Thursday, April 26, 2012

But we are special

And Mitt Romney wants you to know it:

I’ll tell you about how much I love this country, where someone like my dad, who grew up poor and never graduated from college, could pursue his dreams and work his way up to running a great car company. Only in America could a man like my dad become governor of the state in which he once sold paint from the trunk of his car.

Paul Waldman asks Romney, and basically every other politician, to just stop it and get over yourself:

Can we just put aside the "only in America" schtick? It's like every presidential candidate has to channel Yakov Smirnoff at some point. Let's be honest about this. America does indeed offer enormous opportunities for all kinds of people, despite our huge and growing inequality. The attraction it has always held for immigrants made this country what it is. For a long time, the kinds of opportunities available here were a rarity among nations, when in so many places class lines were much more rigid. But that's not true anymore. There are lots of places where somebody can come from modest circumstances and achieve wealth and/or power. South African president Jacob Zuma's father was a cop, and his mother was a maid; he grew up without any formal schooling. Canadian Prime Minister Stephen Harper's father was an accountant. Evo Morales was a subsistence farmer who turned to growing coca, and now he's the president of Bolivia. Now those are some bootstraps! And you know who else pulled himself up from modest circumstances? Saddam Hussein, that's who.

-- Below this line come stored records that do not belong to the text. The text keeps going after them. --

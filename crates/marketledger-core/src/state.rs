//! The per-space read model and the folds that build it.
//!
//! State is never stored. Point-in-time attributes (tenant, rent rate) take
//! the payload of the latest applicable fact; flow attributes (electricity,
//! adjustments) sum every fact inside the period.
//!
//! The folds work on [`FactRow`]s: the raw payload plus the columns needed
//! for ordering. Values are extracted leniently so rows written before a
//! payload rule existed still aggregate.

use std::collections::BTreeMap;

use chrono::{DateTime, NaiveDate, Utc};
use serde::{Deserialize, Serialize};
use serde_json::{Map, Value};

use crate::{
  operation::EntityRef,
  payload::{coerce_int, coerce_number},
  period::MonthBounds,
};

// ─── Read model ──────────────────────────────────────────────────────────────

/// The effective state of a trading space for one market-local month.
#[derive(Debug, Clone, PartialEq, Serialize, Deserialize)]
pub struct SpaceState {
  pub market_id:         i64,
  pub market_space_id:   i64,
  /// First day of the month.
  pub period:            NaiveDate,
  pub tenant_id:         Option<i64>,
  pub rent_rate:         Option<f64>,
  pub electricity_total: f64,
  pub adjustments_total: f64,
}

// ─── Fact rows ───────────────────────────────────────────────────────────────

/// The slice of an operation row the folds need.
#[derive(Debug, Clone, PartialEq)]
pub struct FactRow {
  pub operation_id: i64,
  pub entity:       Option<EntityRef>,
  pub effective_at: DateTime<Utc>,
  pub payload:      Map<String, Value>,
}

impl FactRow {
  /// The trading space this fact is about: the payload's `market_space_id`,
  /// else the row's entity reference.
  pub fn space_id(&self) -> Option<i64> {
    self
      .payload
      .get("market_space_id")
      .and_then(coerce_int)
      .or_else(|| self.entity.and_then(|e| e.market_space_id()))
  }

  pub fn int(&self, key: &str) -> Option<i64> {
    self.payload.get(key).and_then(coerce_int)
  }

  /// A numeric payload value; missing or non-numeric reads as zero.
  pub fn amount(&self, key: &str) -> f64 {
    self.payload.get(key).and_then(coerce_number).unwrap_or(0.0)
  }
}

// ─── Folds ───────────────────────────────────────────────────────────────────

/// The latest fact taking effect before `bounds.end_exclusive`. Ties on
/// `effective_at` go to the later insertion.
pub fn latest_wins<'a>(
  rows: impl IntoIterator<Item = &'a FactRow>,
  bounds: &MonthBounds,
) -> Option<&'a FactRow> {
  rows
    .into_iter()
    .filter(|r| r.effective_at < bounds.end_exclusive)
    .max_by_key(|r| (r.effective_at, r.operation_id))
}

/// Sum `key` over facts inside the period.
pub fn sum_flow<'a>(
  rows: impl IntoIterator<Item = &'a FactRow>,
  bounds: &MonthBounds,
  key: &str,
) -> f64 {
  rows
    .into_iter()
    .filter(|r| bounds.contains(r.effective_at))
    .map(|r| r.amount(key))
    .sum()
}

/// Sum `key` per trading space over facts inside the period. Rows without a
/// usable space id are skipped.
pub fn sum_flow_by_space<'a>(
  rows: impl IntoIterator<Item = &'a FactRow>,
  bounds: &MonthBounds,
  key: &str,
) -> BTreeMap<i64, f64> {
  let mut totals = BTreeMap::new();
  for row in rows.into_iter().filter(|r| bounds.contains(r.effective_at)) {
    let Some(space_id) = row.space_id() else { continue };
    *totals.entry(space_id).or_insert(0.0) += row.amount(key);
  }
  totals
}

/// Fold the four fact streams of one space into its [`SpaceState`].
pub struct SpaceFacts<'a> {
  pub tenant_switches:   &'a [FactRow],
  pub rent_rate_changes: &'a [FactRow],
  pub electricity:       &'a [FactRow],
  pub adjustments:       &'a [FactRow],
}

impl SpaceFacts<'_> {
  pub fn fold(
    &self,
    market_id: i64,
    market_space_id: i64,
    period: NaiveDate,
    bounds: &MonthBounds,
  ) -> SpaceState {
    SpaceState {
      market_id,
      market_space_id,
      period,
      tenant_id: latest_wins(self.tenant_switches, bounds)
        .and_then(|r| r.int("to_tenant_id")),
      rent_rate: latest_wins(self.rent_rate_changes, bounds)
        .and_then(|r| r.payload.get("rent_rate").and_then(coerce_number)),
      electricity_total: sum_flow(self.electricity, bounds, "amount"),
      adjustments_total: sum_flow(self.adjustments, bounds, "amount_delta"),
    }
  }
}
//! marketledger server binary.
//!
//! Reads `config.toml` (or the path specified with `--config`), opens an
//! in-process SQLite store, and serves the JSON API over HTTP.

use std::path::PathBuf;

use anyhow::Context as _;
use clap::Parser;
use marketledger_server::ServerConfig;
use marketledger_store_sqlite::SqliteStore;
use tokio::net::TcpListener;
use tracing::level_filters::LevelFilter;
use tracing_subscriber::EnvFilter;

#[derive(Parser)]
#[command(author, version, about = "Market operations ledger server")]
struct Cli {
  /// Path to the TOML configuration file.
  #[arg(short, long, default_value = "config.toml")]
  config: PathBuf,
}

#[tokio::main]
async fn main() -> anyhow::Result<()> {
  // Initialise tracing.
  tracing_subscriber::fmt()
    .with_env_filter(
      EnvFilter::builder()
        .with_default_directive(LevelFilter::INFO.into())
        .from_env_lossy(),
    )
    .init();

  let cli = Cli::parse();

  let server_cfg = ServerConfig::load(&cli.config)?;
  let default_tz = server_cfg.default_tz()?;
  let store_path = server_cfg.resolved_store_path();

  if let Some(parent) = store_path.parent().filter(|p| !p.as_os_str().is_empty()) {
    std::fs::create_dir_all(parent)
      .with_context(|| format!("failed to create {parent:?}"))?;
  }

  let store = SqliteStore::open(&store_path)
    .await
    .with_context(|| format!("failed to open store at {store_path:?}"))?
    .with_default_timezone(default_tz);

  let app = marketledger_server::app_for_store(store);
  let address = server_cfg.address();

  tracing::info!(%default_tz, store = ?store_path, "Listening on http://{address}");
  let listener = TcpListener::bind(&address)
    .await
    .with_context(|| format!("failed to bind {address}"))?;

  axum::serve(listener, app).await.context("server error")?;

  Ok(())
}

Why is it necessary to assert that every good thing about America can only be found in America? We should continue to be enormously proud of the fact that we were the first democracy, but sometimes we act as though America is the only place in the world that isn't still ruled by a king. Are we so insecure about ourselves and our nation that we have to be constantly told that we're the most terrific country that ever was or ever will be, and there's nobody else even remotely like us? Is Mitt Romney running for president, or does he want to be some combination of a proud grandfather and a national life coach?

For a democratic republican that is over 200 years old we appear really immature a lot of times. We all need validation sometimes. But to constantly seek it and claim we are the greatest bunch of fuckers ever speaks to some deep seeded insecurities. And speaking of immaturity, when it comes to the rule of law, Glenn Greenwald has yet another example of the Obama administration blatantly flaunting it:

That’s about as vivid an expression of the President’s agenda, and his sense of justice, and the state of the Rule of Law in America, as one can imagine. The same person who directed the DOJ to shield torturers and illegal government eavesdroppers from criminal investigation, and who voted to retroactively immunize the nation’s largest telecom giants when they got caught enabling criminal spying on Americans, and whose DOJ has failed to indict a single Wall Street executive in connection with the 2008 financial crisis or mortgage fraud scandal, suddenly discovers the imperatives of The Rule of Law when it comes to those, in accordance with state law, providing medical marijuana to sick people with a prescription.

I guess the US is the greatest if you happen to be someone like Mitt Romney whose dad bestowed wealth and power upon him at birth. When you have those things and thus are above the law I guess it would be hard not to constantly talk about how great this place is.